impl<T: Numeric, const R: usize, const C: usize> Display for Matrix<T, R, C> {
    fn fmt(&self, f: &mut core::fmt::Formatter<'_>) -> core::fmt::Result {
        writeln!(f, "mat{R}x{C}(")?;
        for row in 0..R {
            f.write_str("  [")?;
            for col in 0..C {
                if col != 0 {
                    f.write_str(", ")?;
                }
                write!(f, "{}", self.cols[col][row])?;
            }
            f.write_str(if row + 1 == R { "]\n" } else { "],\n" })?;
        }
        f.write_str(")")
    }
}

//--------------------------------------------------------------

pub type Mat2<T> = Matrix<T, 2, 2>;
pub type Mat3<T> = Matrix<T, 3, 3>;
pub type Mat4<T> = Matrix<T, 4, 4>;

#[allow(non_camel_case_types)] pub type f32m2 = Mat2<f32>;
#[allow(non_camel_case_types)] pub type f32m3 = Mat3<f32>;
#[allow(non_camel_case_types)] pub type f32m4 = Mat4<f32>;
#[allow(non_camel_case_types)] pub type f64m2 = Mat2<f64>;
#[allow(non_camel_case_types)] pub type f64m3 = Mat3<f64>;
#[allow(non_camel_case_types)] pub type f64m4 = Mat4<f64>;
#[allow(non_camel_case_types)] pub type i32m2 = Mat2<i32>;
#[allow(non_camel_case_types)] pub type i32m3 = Mat3<i32>;
#[allow(non_camel_case_types)] pub type i32m4 = Mat4<i32>;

▶ **Exercise**:
Report every line of the preceding listing where the string "type" occurs.

▶ **Written response**:
pub type Mat2<T> = Matrix<T, 2, 2>;
pub type Mat3<T> = Matrix<T, 3, 3>;
pub type Mat4<T> = Matrix<T, 4, 4>;
#[allow(non_camel_case_types)] pub type f32m2 = Mat2<f32>;
#[allow(non_camel_case_types)] pub type f32m3 = Mat3<f32>;
#[allow(non_camel_case_types)] pub type f32m4 = Mat4<f32>;
#[allow(non_camel_case_types)] pub type f64m2 = Mat2<f64>;
#[allow(non_camel_case_types)] pub type f64m3 = Mat3<f64>;
#[allow(non_camel_case_types)] pub type f64m4 = Mat4<f64>;
#[allow(non_camel_case_types)] pub type i32m2 = Mat2<i32>;
#[allow(non_camel_case_types)] pub type i32m3 = Mat3<i32>;
#[allow(non_camel_case_types)] pub type i32m4 = Mat4<i32>;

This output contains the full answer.